Изменить размер шрифта - +
Измайлов повёз в Ораниенбаум приказ о полной и безоговорочной сдаче войск Петра, а также и другой, ещё более важный документ — новый текст отречения Петра от престола, написанный в ставке Екатерины тайным советником Тепловым. Этот новый текст Петру предлагалось подписать без малейших изменений.

В отречении говорилось: «Во время кратковременного и самовластного моего царствования я узнал на опыте, что не имею достаточных сил для такого бремени, и управление таковым государством, не только самовластное, но и какою бы то ни было иною формою превышает мои понятия, и потому и приметил я колебание, за которым могло бы последовать и совершенное оного разрушение к вечному моему бесславию. Итак, сообразив благовременно всё сие, я добровольно и торжественно объявляю всей России и целому свету, что на всю жизнь свою отрекаюсь от правления помянутым государством, не желая там царствовать ни самовластно, ни под другою какою формой правления, даже не домогаться того никогда посредством какой-либо посторонней помощи.

В удостоверение чего клянусь перед Богом и всею вселенною и подписав сие отречение собственною своею рукою».

Пётр переписал отречение собственной рукой, а затем и подписал его.

Измайлов прибыл в Ораниенбаум не один. Вместе с ним туда вошёл отряд, которым командовал генерал-поручик Василий Иванович Суворов. Его солдаты собрали оружие, арестовали наиболее опасных офицеров, а сам Суворов возглавил работы в Ораниенбаумском дворце, где составлялась точная опись денег и драгоценностей, там находившихся. Суворов разделил солдат и унтер-офицеров — голштинцев на две части: уроженцев России и собственно голштинцев. Первых он привёл к присяге, а вторых под конвоем отправил в Кронштадт, где их и заключили в бастионы. Офицеров и генералов отпустили на их квартиры под честное слово.

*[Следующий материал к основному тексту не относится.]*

//! Integration tests for the device registry
//!
//! These tests verify behavior across registry sections:
//! - Persistence through the JSON file store
//! - Group state derivation over shared outputs
//! - PWM and channel map bounds
//! - Metrics and views over a populated fleet

use std::collections::BTreeSet;

use led_registry::{
    ButtonSpec, ControllerSpec, DriverSpec, GroupSpec, JsonFileStore, MapFilter, MetricsSnapshot,
    OutputSpec, Registry, SwitchSpec,
};

// ============================================================================
// Helper Functions
// ============================================================================

mod helpers {
    use super::*;

    /// One controller with one driver whose four outputs carry the given
    /// `(level, faulty, disabled)` flags
    pub fn fleet(flags: &[(i64, bool, bool)]) -> Registry {
        let mut registry = Registry::in_memory();
        registry
            .upsert_controller(ControllerSpec { id: Some("c1".into()), ..Default::default() })
            .unwrap();
        registry
            .upsert_driver(DriverSpec {
                id: Some("d".into()),
                controller_id: Some("c1".into()),
                outputs: flags
                    .iter()
                    .map(|&(level, faulty, disabled)| OutputSpec {
                        level: Some(level),
                        faulty: Some(faulty),
                        disabled: Some(disabled),
                        ..Default::default()
                    })
                    .collect(),
                ..Default::default()
            })
            .unwrap();
        registry
    }

    pub fn slot_ids(count: usize) -> Vec<String> {
        (0..count).map(|slot| format!("d_slot{slot}")).collect()
    }
}

// ============================================================================
// Persistence Tests
// ============================================================================

mod persistence_tests {
    use super::*;

    #[test]
    fn test_json_store_round_trip_through_registry() {
        let dir = tempfile::tempdir().unwrap();
        let path = dir.path().join("nested").join("registry.json");

        let mut registry = Registry::new(JsonFileStore::new(&path));
        registry
            .upsert_controller(ControllerSpec {
                id: Some("c1".into()),
                port: Some("/dev/ttyACM0".into()),
                ..Default::default()
            })
            .unwrap();
        registry.upsert_switch(SwitchSpec {
            id: Some("sw".into()),
            switch: Some(4),
            ..Default::default()
        });
        registry
            .upsert_button(ButtonSpec {
                switch_id: Some("sw".into()),
                mask: 8,
                ..Default::default()
            })
            .unwrap();
        registry.commit().unwrap();

        let reloaded = Registry::load(JsonFileStore::new(&path)).unwrap();
        assert_eq!(reloaded.data(), registry.data());
        assert_eq!(
            reloaded.controller("c1").unwrap().port.as_deref(),
            Some("/dev/ttyACM0")
        );
    }

    #[test]
    fn test_missing_file_loads_empty() {
        let dir = tempfile::tempdir().unwrap();
        let registry = Registry::load(JsonFileStore::new(dir.path().join("absent.json"))).unwrap();
        assert_eq!(registry.controllers().count(), 0);
    }
}

// ============================================================================
// Group State Tests
// ============================================================================

mod group_state_tests {
    use super::*;

    #[test]
    fn test_shared_faulty_output_keeps_both_groups_on() {
        let mut registry = helpers::fleet(&[(1, false, false), (1, false, false), (0, false, false)]);
        for (id, members) in [("a", ["d_slot0", "d_slot2"]), ("b", ["d_slot1", "d_slot2"])] {
            registry.upsert_group(GroupSpec {
                id: Some(id.into()),
                led_ids: Some(members.map(String::from).to_vec()),
                ..Default::default()
            });
        }

        registry.output_mut("d_slot2").unwrap().faulty = true;
        let flipped = registry.refresh_group_states(&BTreeSet::from(["d_slot2".to_string()]));
        assert_eq!(flipped, BTreeSet::from(["a".to_string(), "b".to_string()]));

        registry.output_mut("d_slot2").unwrap().faulty = false;
        let flipped = registry.refresh_group_states(&BTreeSet::from(["d_slot2".to_string()]));
        assert_eq!(flipped.len(), 2);
        assert!(!registry.group("a").unwrap().is_on);
    }

    #[test]
    fn test_group_of_only_disabled_outputs_is_off() {
        let mut registry = helpers::fleet(&[(0, false, true), (0, false, true)]);
        let group = registry.upsert_group(GroupSpec {
            id: Some("g".into()),
            led_ids: Some(helpers::slot_ids(2)),
            is_on: Some(true),
            ..Default::default()
        });
        assert!(!registry.derive_group_on(&group));
    }
}

// ============================================================================
// Metrics Tests
// ============================================================================

mod metrics_tests {
    use super::*;

    #[test]
    fn test_metrics_without_status_are_zero() {
        let registry = helpers::fleet(&[(1, false, false)]);
        let metrics = MetricsSnapshot::from_registry(&registry);
        assert_eq!(metrics.totals.power, 0.0);
        assert_eq!(metrics.totals.voltage, 0.0);
        assert_eq!(metrics.controllers[0].led_total, 4);
        assert_eq!(metrics.controllers[0].led_on, 1);
        assert!(metrics.sensors.is_empty());
    }
}

// ============================================================================
// Property-Based Tests
// ============================================================================

mod proptest_tests {
    use super::*;
    use proptest::prelude::*;

    fn output_flags() -> impl Strategy<Value = (i64, bool, bool)> {
        (0i64..2, any::<bool>(), any::<bool>())
    }

    fn pwm_range() -> impl Strategy<Value = (i64, i64)> {
        (0i64..=255, 0i64..=255).prop_map(|(a, b)| (a.min(b), a.max(b)))
    }

    proptest! {
        #[test]
        fn group_on_iff_enabled_members_accounted_for(
            flags in prop::collection::vec(output_flags(), 1..=4)
        ) {
            let mut registry = helpers::fleet(&flags);
            let group = registry.upsert_group(GroupSpec {
                id: Some("g".into()),
                led_ids: Some(helpers::slot_ids(flags.len())),
                ..Default::default()
            });

            let enabled: Vec<_> = flags.iter().filter(|(_, _, disabled)| !disabled).collect();
            let expected = !enabled.is_empty()
                && enabled.iter().all(|(level, faulty, _)| *level > 0 || *faulty);
            prop_assert_eq!(registry.derive_group_on(&group), expected);
        }

        #[test]
        fn pwm_map_hits_range_bounds(
            ranges in prop::collection::vec(pwm_range(), 4),
            at_full in any::<bool>()
        ) {
            let mut registry = Registry::in_memory();
            registry
                .upsert_driver(DriverSpec {
                    id: Some("d".into()),
                    controller_id: Some("c1".into()),
                    outputs: ranges
                        .iter()
                        .take(3)
                        .map(|&(min, max)| OutputSpec {
                            min_pwm: Some(min),
                            max_pwm: Some(max),
                            ..Default::default()
                        })
                        .collect(),
                    ..Default::default()
                })
                .unwrap();
            registry.upsert_group(GroupSpec {
                id: Some("g".into()),
                led_ids: Some(helpers::slot_ids(3)),
                ..Default::default()
            });

            let brightness = if at_full { 100 } else { 0 };
            let map = registry.build_group_pwm_map("g", MapFilter::default(), Some(brightness));
            let slots = map["c1"][&0];
            for (slot, &(min, max)) in ranges.iter().take(3).enumerate() {
                prop_assert_eq!(slots[slot], if at_full { max } else { min });
            }
            prop_assert_eq!(slots[3], -1);
        }

        #[test]
        fn pwm_map_stays_within_each_range(
            (min, max) in pwm_range(),
            brightness in -50i64..150
        ) {
            let mut registry = helpers::fleet(&[(0, false, false)]);
            registry
                .upsert_driver(DriverSpec {
                    id: Some("d".into()),
                    outputs: vec![OutputSpec {
                        min_pwm: Some(min),
                        max_pwm: Some(max),
                        ..Default::default()
                    }],
                    ..Default::default()
                })
                .unwrap();
            registry.upsert_group(GroupSpec {
                id: Some("g".into()),
                led_ids: Some(helpers::slot_ids(1)),
                ..Default::default()
            });

            let map = registry.build_group_pwm_map("g", MapFilter::default(), Some(brightness));
            let pwm = map["c1"][&0][0];
            prop_assert!(pwm >= min && pwm <= max);
        }
    }
}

Петра Фёдоровича, Елизавету Воронцову и Гудовича Измайлов привёз в Петергоф. Как только их карета появилась в городе и Петра увидели в её окне, солдаты стали кричать: «Да здравствует Екатерина!» И когда подъехали они к главному подъезду Большого дворца, Пётр лишился чувств. С Елизаветы Воронцовой солдаты сорвали украшения, Гудовича — побили, а Пётр в ярости сорвал сам с себя шпагу, ленту Андрея Первозванного, снял ботфорты и мундир и сел на траву босой, в рубашке и исподнем белье, окружённый хохочущими солдатами.

По распоряжению Панина Гудовича увели в один из флигелей, а Петра и Елизавету Воронцову привели во дворец. Когда они остались наедине, Пётр зарыдал. Панин рассказывал впоследствии датскому посланнику Асебургу, что он, увидев Петра, «нашёл его утопающим в слезах. И пока Пётр старался поймать руку Панина, чтобы поцеловать её, любимица его бросилась на колени, испрашивая позволения остаться при нём. Пётр также только о том просил».

После этой аудиенции с Паниным никаких других встреч у Петра не было. Воронцову увели, поместив в одном из павильонов, а Петра накормили обедом и велели ждать решения императрицы. Во встрече с Екатериной бывшему императору было решительно отказано.

Воронцова, оставшись одна, продолжала умолять всех, кого видела, отпустить её к Петру, хотя бы её ожидал вместе с ним Шлиссельбург, но Екатерина велела выслать фаворитку в одну из принадлежавших Воронцовым подмосковных деревень. Гудовича, также оставив на свободе, отослали в его черниговскую вотчину.

Привезённого чуть позже Миниха ожидал совершенно другой приём.

   — Вы хотели против меня сражаться? — спросила Екатерина, когда старика-фельдмаршала привели к ней.

   — Я хотел пожертвовать своей жизнью за государя, который возвратил мне свободу, но теперь я считаю своим долгом сражаться за Вас, и Вы найдёте во мне вернейшего слугу, — с солдатской прямотой ответил Миних. И в этом ответе не было ни заискивания, ни угодливости.

Миних был оставлен в прежнем звании и назначен главнокомандующим над портами: Ревельским, Рогервикским, Нарвским и Кронштадтским, а также над Ладожским каналом и Волховской водной системой.